Public Static Functions

static Status MakeInt16(int64_t max_slots, std::shared_ptr<arrow::Buffer> buffer, std::shared_ptr<SelectionVector> *selection_vector)

make selection vector with int16 type records.

Parameters:
  • max_slots[in] max number of slots

  • buffer[in] buffer sized to accommodate max_slots

  • selection_vector[out] selection vector backed by ‘buffer’

static Status MakeInt16(int64_t max_slots, arrow::MemoryPool *pool, std::shared_ptr<SelectionVector> *selection_vector)
Parameters:
  • max_slots[in] max number of slots

  • pool[in] memory pool to allocate buffer

  • selection_vector[out] selection vector backed by a buffer allocated from the pool.

static Status MakeImmutableInt16(int64_t num_slots, std::shared_ptr<arrow::Buffer> buffer, std::shared_ptr<SelectionVector> *selection_vector)

creates a selection vector with pre populated buffer.

Parameters:
  • num_slots[in] size of the selection vector

  • buffer[in] pre-populated buffer

  • selection_vector[out] selection vector backed by ‘buffer’
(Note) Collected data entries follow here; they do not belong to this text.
//! QuerySpec → parameterized SQL.
//!
//! Parameter aliases are `:<field>_p<n>`, numbered from 1 within a single
//! compile call, so the same query always compiles to the same text.

use rusqlite::types::ToSql;
use tracing::debug;

use crate::errors::{EngineError, Result};
use crate::query::spec::{Comparator, Connective, Predicate, QuerySpec};
use crate::query::UID_FIELD;
use crate::uid::UniqueId;
use crate::value::FieldValue;

const HIER_SOURCE: &str = "hier_src";
const HIER_TREE: &str = "hier_tree";

/// Depth column added by [`compile_hierarchical`]; source rows must not
/// carry a column of the same name.
pub const LEVEL_COLUMN: &str = "level";

/// SQL text plus its named bindings (names carry the leading `:`).
#[derive(Debug, Clone, PartialEq)]
pub struct CompiledQuery {
    pub sql: String,
    pub bindings: Vec<(String, FieldValue)>,
}

impl CompiledQuery {
    /// Bindings in the shape rusqlite takes for named parameters.
    pub fn params(&self) -> Vec<(&str, &dyn ToSql)> {
        self.bindings
            .iter()
            .map(|(name, value)| (name.as_str(), value as &dyn ToSql))
            .collect()
    }

    pub fn binding(&self, name: &str) -> Option<&FieldValue> {
        self.bindings
            .iter()
            .find(|(n, _)| n == name)
            .map(|(_, v)| v)
    }
}

/// Per-call compilation state.
struct Compiler {
    counter: u32,
    bindings: Vec<(String, FieldValue)>,
}

impl Compiler {
    fn new() -> Self {
        Self {
            counter: 0,
            bindings: Vec::new(),
        }
    }

    fn bind(&mut self, field: &str, value: FieldValue) -> String {
        self.counter += 1;
        let name = format!(":{}_p{}", alias_stem(field), self.counter);
        self.bindings.push((name.clone(), value));
        name
    }

    fn where_clause(&mut self, predicates: &[Predicate]) -> Result<String> {
        let mut out = String::new();
        for (i, predicate) in predicates.iter().enumerate() {
            if i > 0 {
                out.push(' ');
                out.push_str(predicate.connective.unwrap_or(Connective::And).keyword());
                out.push(' ');
            }
            out.push_str(&self.predicate(predicate)?);
        }
        Ok(out)
    }

    fn predicate(&mut self, predicate: &Predicate) -> Result<String> {
        check_identifier(&predicate.field)?;
        let lhs = match &predicate.function {
            Some(func) => {
                check_identifier(&func.name)?;
                match &func.arg {
                    Some(arg) => format!("{}({}, {})", func.name, predicate.field, arg.to_literal()),
                    None => format!("{}({})", func.name, predicate.field),
                }
            }
            None => predicate.field.clone(),
        };
        let op = predicate.comparator.operator();

        if predicate.raw {
            let text = match &predicate.value {
                FieldValue::String(sql) => sql.clone(),
                other => other.to_literal(),
            };
            return Ok(match predicate.comparator {
                Comparator::IsNull | Comparator::NotNull => format!("{lhs} {op}"),
                Comparator::In | Comparator::NotIn => format!("{lhs} {op} ({text})"),
                _ => format!("{lhs} {op} {text}"),
            });
        }

        if predicate.comparator.requires_raw() {
            return Err(EngineError::validation(format!(
                "comparator {op} on field {} requires a raw SQL operand",
                predicate.field
            )));
        }

        Ok(match (predicate.comparator, &predicate.value) {
            (Comparator::In | Comparator::NotIn, FieldValue::Array(items)) => {
                let aliases: Vec<String> = items
                    .iter()
                    .map(|item| self.bind(&predicate.field, item.clone()))
                    .collect();
                format!("{lhs} {op} ({})", aliases.join(", "))
            }
            (Comparator::In | Comparator::NotIn, value) => {
                let alias = self.bind(&predicate.field, value.clone());
                format!("{lhs} {op} ({alias})")
            }
            (_, value) => {
                let alias = self.bind(&predicate.field, value.clone());
                format!("{lhs} {op} {alias}")
            }
        })
    }

    fn finish(self, sql: String) -> CompiledQuery {
        debug!(sql = %sql, bindings = self.bindings.len(), "compiled query");
        CompiledQuery {
            sql,
            bindings: self.bindings,
        }
    }
}

/// Parameter stem for a field: identifier characters kept, the rest `_`.
fn alias_stem(field: &str) -> String {
    field
        .chars()
        .map(|c| if c.is_ascii_alphanumeric() || c == '_' { c } else { '_' })
        .collect()
}

/// Accepts `name`, `table.name` and `*`.
pub(crate) fn check_identifier(ident: &str) -> Result<()> {
    if ident == "*" {
        return Ok(());
    }
    let valid_segment = |seg: &str| {
        let mut chars = seg.chars();
        matches!(chars.next(), Some(c) if c.is_ascii_alphabetic() || c == '_')
            && chars.all(|c| c.is_ascii_alphanumeric() || c == '_')
    };
    if !ident.is_empty() && ident.split('.').all(|seg| seg == "*" || valid_segment(seg)) {
        Ok(())
    } else {
        Err(EngineError::validation(format!("invalid identifier: {ident:?}")))
    }
}

fn select_list(spec: &QuerySpec, extra: &[&str]) -> Result<String> {
    let mut items: Vec<String> = Vec::new();
    for field in extra {
        if !spec.fields.iter().any(|f| f == field) && !spec.fields.is_empty() {
            items.push((*field).to_string());
        }
    }
    for field in &spec.fields {
        check_identifier(field)?;
        items.push(field.clone());
    }
    for (expression, alias) in &spec.computed {
        check_identifier(alias)?;
        items.push(format!("{expression} AS {alias}"));
    }
    if items.is_empty() {
        items.push("*".to_string());
    } else if spec.fields.is_empty() {
        // Only computed columns were requested; keep the row columns too.
        items.insert(0, "*".to_string());
    }
    Ok(items.join(", "))
}

fn order_and_paging(spec: &QuerySpec, leading: Option<&str>) -> Result<String> {
    let mut out = String::new();
    let mut order: Vec<String> = leading.map(|l| vec![l.to_string()]).unwrap_or_default();
    for (field, direction) in &spec.order {
        check_identifier(field)?;
        order.push(format!("{field} {}", direction.keyword()));
    }
    if !order.is_empty() {
        out.push_str(" ORDER BY ");
        out.push_str(&order.join(", "));
    }
    match (spec.limit, spec.offset) {
        (Some(limit), Some(offset)) => out.push_str(&format!(" LIMIT {limit} OFFSET {offset}")),
        (Some(limit), None) => out.push_str(&format!(" LIMIT {limit}")),
        (None, Some(offset)) => out.push_str(&format!(" LIMIT -1 OFFSET {offset}")),
        (None, None) => {}
    }
    Ok(out)
}

fn materialize(spec: &QuerySpec, select: String) -> Result<String> {
    match &spec.temp_table {
        Some(name) => {
            check_identifier(name)?;
            Ok(format!("CREATE TEMP TABLE {name} AS {select}"))
        }
        None => Ok(select),
    }
}

/// Compile a flat SELECT.
pub fn compile(spec: &QuerySpec) -> Result<CompiledQuery> {
    check_identifier(&spec.table)?;
    let mut compiler = Compiler::new();

    let mut sql = format!("SELECT {} FROM {}", select_list(spec, &[])?, spec.table);
    for join in &spec.joins {
        check_identifier(&join.table)?;
        check_identifier(&join.join_field)?;
        check_identifier(&join.parent_table)?;
        let target = match &join.alias {
            Some(alias) => {
                check_identifier(alias)?;
                sql.push_str(&format!(" {} {} AS {alias}", join.kind.keyword(), join.table));
                alias.as_str()
            }
            None => {
                sql.push_str(&format!(" {} {}", join.kind.keyword(), join.table));
                join.table.as_str()
            }
        };
        sql.push_str(&format!(
            " ON {target}.{UID_FIELD} = {}.{}",
            join.parent_table, join.join_field
        ));
    }
    if !spec.predicates.is_empty() {
        let clause = compiler.where_clause(&spec.predicates)?;
        sql.push_str(" WHERE ");
        sql.push_str(&clause);
    }
    sql.push_str(&order_and_paging(spec, None)?);

    let sql = materialize(spec, sql)?;
    Ok(compiler.finish(sql))
}

/// Compile a recursive expansion over `spec.parent_field`.
///
/// Roots are rows whose parent is the empty uid or NULL and get `level` 1;
/// each child gets its parent's level + 1. Rows are ordered by level first.
/// Predicates filter the source rows before expansion, so a filtered-out
/// node also hides its subtree. Parent links must form a forest: a cycle
/// makes the query run forever.
pub fn compile_hierarchical(spec: &QuerySpec) -> Result<CompiledQuery> {
    let parent = spec.parent_field.as_deref().ok_or_else(|| {
        EngineError::validation(format!("query on {} has no parent field", spec.table))
    })?;
    check_identifier(&spec.table)?;
    check_identifier(parent)?;
    if !spec.joins.is_empty() {
        return Err(EngineError::validation(
            "hierarchical queries do not support joins",
        ));
    }
    let clash = std::iter::once(parent)
        .chain(spec.fields.iter().map(String::as_str))
        .chain(spec.computed.iter().map(|(_, alias)| alias.as_str()))
        .find(|name| name.eq_ignore_ascii_case(LEVEL_COLUMN));
    if let Some(name) = clash {
        return Err(EngineError::validation(format!(
            "column {name:?} on {} collides with the hierarchy depth column",
            spec.table
        )));
    }
    let mut compiler = Compiler::new();

    let mut source = format!(
        "SELECT {} FROM {}",
        select_list(spec, &[UID_FIELD, parent])?,
        spec.table
    );
    if !spec.predicates.is_empty() {
        let clause = compiler.where_clause(&spec.predicates)?;
        source.push_str(" WHERE ");
        source.push_str(&clause);
    }

    let parent_col = format!("{HIER_SOURCE}.{parent}");
    let roots = [
        Predicate::new(parent_col.clone(), Comparator::Eq, UniqueId::empty()),
        Predicate::raw_sql(parent_col.clone(), Comparator::IsNull, "").or(),
    ];
    let root_clause = compiler.where_clause(&roots)?;

    let select = format!(
        "WITH RECURSIVE {HIER_SOURCE} AS ({source}), \
         {HIER_TREE} AS (\
         SELECT {HIER_SOURCE}.*, 1 AS {LEVEL_COLUMN} FROM {HIER_SOURCE} WHERE {root_clause} \
         UNION ALL \
         SELECT {HIER_SOURCE}.*, {HIER_TREE}.{LEVEL_COLUMN} + 1 FROM {HIER_SOURCE} \
         JOIN {HIER_TREE} ON {parent_col} = {HIER_TREE}.{UID_FIELD}) \
         SELECT * FROM {HIER_TREE}{}",
        order_and_paging(spec, Some(&format!("{LEVEL_COLUMN} ASC")))?
    );

    let sql = materialize(spec, select)?;
    Ok(compiler.finish(sql))
}

impl QuerySpec {
    pub fn compile(&self) -> Result<CompiledQuery> {
        compile(self)
    }

    pub fn compile_hierarchical(&self) -> Result<CompiledQuery> {
        compile_hierarchical(self)
    }
}
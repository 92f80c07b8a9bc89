//! Declarative query model and its SQL compiler.

pub mod compile;
pub mod spec;

pub use compile::{compile, compile_hierarchical, CompiledQuery, LEVEL_COLUMN};
pub use spec::{
    Comparator, Connective, Join, JoinKind, Predicate, QuerySpec, SortDirection, SqlFunction,
};

/// Primary-key column every object table carries.
pub const UID_FIELD: &str = "uid";
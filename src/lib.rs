//! Persistence and coordination engine for a metadata-driven
//! ERP platform.
//!
//! Provides the query builder (including recursive hierarchy queries),
//! handle-addressed transactions, advisory object locks, session tracking
//! with master election, and the deferred register-recalculation queue, all
//! on one shared SQLite database.

pub mod clock;
pub mod config;
pub mod engine;
pub mod errors;
pub mod locks;
pub mod objects;
pub mod query;
pub mod reference;
pub mod sessions;
pub mod storage;
pub mod stores;
pub mod transactions;
pub mod triggers;
pub mod uid;
pub mod value;

pub use clock::{Clock, ManualClock, SystemClock};
pub use config::EngineConfig;
pub use engine::Engine;
pub use errors::{EngineError, Result};
pub use locks::{LockEntry, LockOutcome, LockRegistry};
pub use objects::{BusinessObject, ObjectKind, ObjectMeta, ObjectStore};
pub use query::{CompiledQuery, Comparator, Connective, Join, Predicate, QuerySpec, SortDirection};
pub use reference::{ObjectGroup, TaggedRef};
pub use sessions::{ClientKind, HeartbeatWorker, MaintenanceReport, SessionContext, SessionEntry, SessionRegistry};
pub use storage::{Database, Row};
pub use transactions::{TransactionMode, TxHandle};
pub use triggers::{RunOutcome, TriggerEntry, TriggerQueue};
pub use uid::UniqueId;
pub use value::{FieldType, FieldValue};
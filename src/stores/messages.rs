//! Message log: user-facing notices and errors, kept per session.

use std::fmt;

use rusqlite::types::{FromSql, FromSqlError, FromSqlResult, ToSql, ToSqlOutput, ValueRef};
use rusqlite::{named_params, Connection};
use serde::{Deserialize, Serialize};

use crate::clock::Clock;
use crate::errors::{EngineError, Result};
use crate::reference::{ObjectGroup, TaggedRef};
use crate::sessions::SessionContext;
use crate::storage::{Database, NamedParams};
use crate::uid::UniqueId;

#[derive(Debug, Clone, Copy, PartialEq, Eq, Serialize, Deserialize)]
#[serde(rename_all = "lowercase")]
pub enum MessageLevel {
    Info,
    Warning,
    Error,
}

impl MessageLevel {
    pub fn as_str(&self) -> &'static str {
        match self {
            Self::Info => "info",
            Self::Warning => "warning",
            Self::Error => "error",
        }
    }

    pub fn parse(s: &str) -> Result<Self> {
        match s {
            "info" => Ok(Self::Info),
            "warning" => Ok(Self::Warning),
            "error" => Ok(Self::Error),
            other => Err(EngineError::validation(format!("unknown message level: {other:?}"))),
        }
    }
}

impl fmt::Display for MessageLevel {
    fn fmt(&self, f: &mut fmt::Formatter<'_>) -> fmt::Result {
        f.write_str(self.as_str())
    }
}

impl ToSql for MessageLevel {
    fn to_sql(&self) -> rusqlite::Result<ToSqlOutput<'_>> {
        Ok(ToSqlOutput::from(self.as_str()))
    }
}

impl FromSql for MessageLevel {
    fn column_result(value: ValueRef<'_>) -> FromSqlResult<Self> {
        Self::parse(value.as_str()?).map_err(|e| FromSqlError::Other(Box::new(e)))
    }
}

#[derive(Debug, Clone, PartialEq, Eq)]
pub struct Message {
    pub id: i64,
    pub written_at: i64,
    pub user: String,
    pub session_id: UniqueId,
    pub level: MessageLevel,
    pub text: String,
    pub target: Option<TaggedRef>,
}

fn read_message(row: &rusqlite::Row<'_>) -> rusqlite::Result<Message> {
    let group: Option<ObjectGroup> = row.get(6)?;
    let target = match group {
        Some(group) => Some(TaggedRef::new(group, row.get::<_, String>(7)?, row.get(8)?)),
        None => None,
    };
    Ok(Message {
        id: row.get(0)?,
        written_at: row.get(1)?,
        user: row.get(2)?,
        session_id: row.get(3)?,
        level: row.get(4)?,
        text: row.get(5)?,
        target,
    })
}

fn load(conn: &Connection, tail: &str, params: &NamedParams<'_>) -> Result<Vec<Message>> {
    let sql = format!(
        "SELECT id, written_at, user_name, session_id, level, text, obj_group, obj_type, obj_uid
         FROM messages {tail}"
    );
    let mut stmt = conn.prepare(&sql)?;
    let messages = stmt
        .query_map(params, read_message)?
        .collect::<rusqlite::Result<Vec<_>>>()?;
    Ok(messages)
}

pub struct MessageLog<'a> {
    db: &'a Database,
    clock: &'a dyn Clock,
}

impl<'a> MessageLog<'a> {
    pub fn new(db: &'a Database, clock: &'a dyn Clock) -> Self {
        Self { db, clock }
    }

    pub fn append(
        &self,
        ctx: &SessionContext,
        level: MessageLevel,
        text: &str,
        target: Option<&TaggedRef>,
    ) -> Result<i64> {
        let conn = self.db.pool().acquire()?;
        conn.execute(
            "INSERT INTO messages (written_at, user_name, session_id, level, text, obj_group, obj_type, obj_uid)
             VALUES (:now, :user, :sid, :level, :text, :group, :type, :uid)",
            named_params! {
                ":now": self.clock.now_millis(),
                ":user": ctx.user,
                ":sid": ctx.session_id,
                ":level": level,
                ":text": text,
                ":group": target.map(|t| t.group),
                ":type": target.map(|t| t.type_name.as_str()),
                ":uid": target.map(|t| t.uid),
            },
        )?;
        Ok(conn.last_insert_rowid())
    }

    /// Messages of one session, oldest first.
    pub fn for_session(&self, session_id: UniqueId) -> Result<Vec<Message>> {
        let conn = self.db.pool().acquire()?;
        load(
            &conn,
            "WHERE session_id = :sid ORDER BY id ASC",
            named_params! { ":sid": session_id },
        )
    }

    pub fn for_object(&self, target: &TaggedRef) -> Result<Vec<Message>> {
        let conn = self.db.pool().acquire()?;
        load(
            &conn,
            "WHERE obj_uid = :uid ORDER BY id ASC",
            named_params! { ":uid": target.uid },
        )
    }

    /// The newest `limit` messages, newest first.
    pub fn recent(&self, limit: usize) -> Result<Vec<Message>> {
        let conn = self.db.pool().acquire()?;
        load(
            &conn,
            "ORDER BY id DESC LIMIT :limit",
            named_params! { ":limit": limit as i64 },
        )
    }

    pub fn clear_session(&self, session_id: UniqueId) -> Result<usize> {
        Ok(self.db.pool().acquire()?.execute(
            "DELETE FROM messages WHERE session_id = :sid",
            named_params! { ":sid": session_id },
        )?)
    }
}

#[cfg(test)]
mod tests {
    use super::*;
    use crate::clock::ManualClock;
    use crate::config::EngineConfig;
    use crate::engine::Engine;
    use crate::sessions::ClientKind;
    use std::sync::Arc;

    #[test]
    fn test_append_and_list() {
        let dir = tempfile::tempdir().unwrap();
        let clock = Arc::new(ManualClock::new(5_000));
        let db = Database::create(dir.path(), "erp", EngineConfig::default()).unwrap();
        let engine = Engine::with_clock(db, clock.clone());
        engine.create_user("alice", "a").unwrap();
        let a = engine.sessions().login("alice", "a", ClientKind::Desktop).unwrap();
        let b = engine.sessions().login("alice", "a", ClientKind::Web).unwrap();
        let log = engine.messages();
        let invoice = TaggedRef::document("Invoice", UniqueId::new());

        log.append(&a, MessageLevel::Info, "posted", Some(&invoice)).unwrap();
        clock.advance(10);
        log.append(&a, MessageLevel::Error, "stock below zero", None).unwrap();
        log.append(&b, MessageLevel::Warning, "slow query", None).unwrap();

        let mine = log.for_session(a.session_id).unwrap();
        assert_eq!(mine.len(), 2);
        assert_eq!(mine[0].target.as_ref(), Some(&invoice));
        assert_eq!(mine[0].written_at, 5_000);
        assert_eq!(mine[1].level, MessageLevel::Error);
        assert!(mine[1].target.is_none());

        assert_eq!(log.for_object(&invoice).unwrap().len(), 1);
        let recent = log.recent(2).unwrap();
        assert_eq!(recent.iter().map(|m| m.text.as_str()).collect::<Vec<_>>(), ["slow query", "stock below zero"]);

        assert_eq!(log.clear_session(a.session_id).unwrap(), 2);
        assert_eq!(log.recent(10).unwrap().len(), 1);
    }
}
static Status MakeInt32(int64_t max_slots, std::shared_ptr<arrow::Buffer> buffer, std::shared_ptr<SelectionVector> *selection_vector)

make selection vector with int32 type records.

Parameters:
  • max_slots[in] max number of slots

  • buffer[in] buffer sized to accommodate max_slots

  • selection_vector[out] selection vector backed by ‘buffer’

static Status MakeInt32(int64_t max_slots, arrow::MemoryPool *pool, std::shared_ptr<SelectionVector> *selection_vector)

make selection vector with int32 type records.

Parameters:
  • max_slots[in] max number of slots

  • pool[in] memory pool to allocate buffer

  • selection_vector[out] selection vector backed by a buffer allocated from the pool.

static Status MakeImmutableInt32(int64_t num_slots, std::shared_ptr<arrow::Buffer> buffer, std::shared_ptr<SelectionVector> *selection_vector)

creates a selection vector with pre populated buffer.

Parameters:
  • num_slots[in] size of the selection vector

  • buffer[in] pre-populated buffer

  • selection_vector[out] selection vector backed by ‘buffer’

static Status MakeInt64(int64_t max_slots, std::shared_ptr<arrow::Buffer> buffer, std::shared_ptr<SelectionVector> *selection_vector)

make selection vector with int64 type records.

Parameters:
  • max_slots[in] max number of slots

  • buffer[in] buffer sized to accommodate max_slots

  • selection_vector[out] selection vector backed by ‘buffer’

static Status MakeInt64(int64_t max_slots, arrow::MemoryPool *pool, std::shared_ptr<SelectionVector> *selection_vector)

make selection vector with int64 type records.

Parameters:
  • max_slots[in] max number of slots

  • pool[in] memory pool to allocate buffer

  • selection_vector[out] selection vector backed by a buffer allocated from the pool.